Part of the reason for Ball's optimism is the return of Kooyman, who is slotted to start at defensive end opposite Travis Long. Kooyman missed all but the opening game last year with a partially torn posterior cruciate ligament in his left knee. Like Mattingly, he was thrust into playing time as a true freshman in 2006, so he had a redshirt to burn.
And now he's a major cog in what looks to be a major turning point for the program.
Kooyman, never one to make outrageous public statements, said the Cougars "definitely" have a shot at a bowl game in 2010.
"We've had a lot of enthusiasm," Kooyman said. "We've lacked that in past years.
"We've got to come out with fire. Last year, we'd just get down in the beginning of games and let them take over.

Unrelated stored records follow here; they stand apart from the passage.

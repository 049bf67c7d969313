//! Turning JSON rows into facts.
//!
//! Each row becomes one entity `<type>:<id>`, where `id` is the row's `id`
//! field (string or number) or its index. Scalars become facts, nested
//! objects become dotted attributes (`author.name`), and arrays become one
//! fact per element under the same attribute. The reserved `type` fact is
//! added for every row.

use delve_store::{Atom, Fact, TYPE_ATTRIBUTE};
use serde_json::Value;
use tracing::debug;

use crate::error::{EngineError, Result};

/// Flatten `rows` into facts for entities of `entity_type`.
pub fn flatten_rows(rows: &[Value], entity_type: &str) -> Result<Vec<Fact>> {
    let mut facts = Vec::new();
    for (index, row) in rows.iter().enumerate() {
        facts.extend(flatten_row(row, entity_type, index)?);
    }
    debug!(rows = rows.len(), facts = facts.len(), entity_type, "rows flattened");
    Ok(facts)
}

/// Flatten one row. `index` names the entity when the row has no usable `id`.
pub fn flatten_row(row: &Value, entity_type: &str, index: usize) -> Result<Vec<Fact>> {
    let Value::Object(fields) = row else {
        return Err(EngineError::InvalidRow { index });
    };

    let local_id = match fields.get("id") {
        Some(Value::String(id)) => id.clone(),
        Some(Value::Number(id)) => id.to_string(),
        _ => index.to_string(),
    };
    let entity = format!("{}:{}", entity_type, local_id);

    let mut facts = vec![Fact::type_of(&entity, entity_type)];
    for (key, value) in fields {
        if key == TYPE_ATTRIBUTE {
            continue;
        }
        flatten_value(&entity, key, value, &mut facts);
    }
    Ok(facts)
}

fn flatten_value(entity: &str, attribute: &str, value: &Value, facts: &mut Vec<Fact>) {
    match value {
        Value::Object(fields) => {
            for (key, nested) in fields {
                flatten_value(entity, &format!("{}.{}", attribute, key), nested, facts);
            }
        }
        Value::Array(items) => {
            for item in items {
                flatten_value(entity, attribute, item, facts);
            }
        }
        scalar => {
            if let Some(atom) = Atom::from_json(scalar) {
                facts.push(Fact::new(entity, attribute, atom));
            }
        }
    }
}

#[cfg(test)]
mod tests {
    use super::*;
    use pretty_assertions::assert_eq;
    use serde_json::json;

    fn triples(facts: &[Fact]) -> Vec<(String, String, String)> {
        facts
            .iter()
            .map(|f| (f.entity.clone(), f.attribute.clone(), f.value.canonical()))
            .collect()
    }

    #[test]
    fn test_flatten_row_shapes() {
        let row = json!({
            "id": 7,
            "title": "Hello",
            "author": { "name": "ann", "karma": 3 },
            "tags": ["rust", "db"],
            "draft": null
        });
        let facts = flatten_row(&row, "post", 0).unwrap();
        let mut got = triples(&facts);
        got.sort();
        let mut expected = vec![
            ("post:7", "type", "s:post"),
            ("post:7", "id", "n:7"),
            ("post:7", "title", "s:Hello"),
            ("post:7", "author.name", "s:ann"),
            ("post:7", "author.karma", "n:3"),
            ("post:7", "tags", "s:rust"),
            ("post:7", "tags", "s:db"),
            ("post:7", "draft", "null"),
        ]
        .into_iter()
        .map(|(e, a, v)| (e.to_string(), a.to_string(), v.to_string()))
        .collect::<Vec<_>>();
        expected.sort();
        assert_eq!(got, expected);
    }

    #[test]
    fn test_row_index_names_entity_without_id() {
        let facts = flatten_rows(&[json!({"a": 1}), json!({"a": 2})], "item").unwrap();
        assert!(facts.iter().any(|f| f.entity == "item:1"));
    }

    #[test]
    fn test_row_type_field_is_ignored() {
        let facts = flatten_row(&json!({"type": "other"}), "post", 0).unwrap();
        assert_eq!(facts, vec![Fact::type_of("post:0", "post")]);
    }

    #[test]
    fn test_non_object_row_rejected() {
        let err = flatten_rows(&[json!({"a": 1}), json!(3)], "item").unwrap_err();
        assert!(matches!(err, EngineError::InvalidRow { index: 1 }));
    }
}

"Now, it's a completely different game for us. Coaches are focusing on the intensity, making sure you turn it up at the beginning of practice and not wait for someone to do something. You know -- install your own motor and just get yourself pumped."
Kooyman is being asked to focus more on stopping the run than pass rushing, which is a change from previous years.
"It's kind of put me in a position to focus more on the run and on the back side of plays," Kooyman said. "There's still opportunities to get a pass rush, but it's definitely a different thing, and I've got the hang of it pretty well."
"We still like his pass rush," Ball said. "He's a great pass rusher."
Part of the reason for Kooyman's new role is the arrival of junior college All-American Brandon Rankin, a tackle with impressive pass-rushing skills.
"Rankin is a great player," Kooyman said. "He's going to be a great asset on our defensive line.
"He's athletic, he's big, he's strong. He's just going to be a great addition."
Watching Rankin up close and personal seems to have eased Kooyman's angst over not getting to pressure the quarterback as much as he would like.
"Sacks are the best play in football," Kooyman said with a smile. "I just love getting those."
Kooyman values wins even more than sacks, of course, and he seems confident there will not be a repeat of last year's 1-11 debacle.
"I'm not really going to put a number out there (for predicted wins), but I can say a great improvement on last year," Kooyman said. "Just because both the offense and defense is looking a lot better, and we've become a team.
"It's not like individuals out there. We've got to be able to trust each other, and I feel this spring, we've made a huge step."